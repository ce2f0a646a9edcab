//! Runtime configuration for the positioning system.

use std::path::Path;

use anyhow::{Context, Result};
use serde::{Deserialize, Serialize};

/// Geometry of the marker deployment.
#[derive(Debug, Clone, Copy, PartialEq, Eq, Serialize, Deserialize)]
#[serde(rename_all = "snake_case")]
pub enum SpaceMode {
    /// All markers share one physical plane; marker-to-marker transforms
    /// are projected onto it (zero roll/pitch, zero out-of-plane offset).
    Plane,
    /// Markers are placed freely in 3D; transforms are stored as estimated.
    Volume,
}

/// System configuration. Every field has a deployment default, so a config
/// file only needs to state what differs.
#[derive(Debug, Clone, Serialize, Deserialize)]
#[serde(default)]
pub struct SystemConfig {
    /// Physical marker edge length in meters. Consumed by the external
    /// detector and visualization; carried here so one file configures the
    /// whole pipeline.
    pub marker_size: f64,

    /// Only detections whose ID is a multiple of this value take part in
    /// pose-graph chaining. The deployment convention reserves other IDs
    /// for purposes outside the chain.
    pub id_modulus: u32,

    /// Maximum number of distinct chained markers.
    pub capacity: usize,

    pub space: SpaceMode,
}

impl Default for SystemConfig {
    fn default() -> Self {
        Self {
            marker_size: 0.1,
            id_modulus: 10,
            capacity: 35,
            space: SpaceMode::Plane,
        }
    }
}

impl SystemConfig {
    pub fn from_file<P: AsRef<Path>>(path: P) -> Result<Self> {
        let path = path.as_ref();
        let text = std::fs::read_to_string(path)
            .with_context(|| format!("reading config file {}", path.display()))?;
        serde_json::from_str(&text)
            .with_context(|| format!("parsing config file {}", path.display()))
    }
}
§ §
**What you will do**
Copy all lines above where "Serialize" is present.

**Answer to this problem**
use serde::{Deserialize, Serialize};
#[derive(Debug, Clone, Copy, PartialEq, Eq, Serialize, Deserialize)]
#[derive(Debug, Clone, Serialize, Deserialize)]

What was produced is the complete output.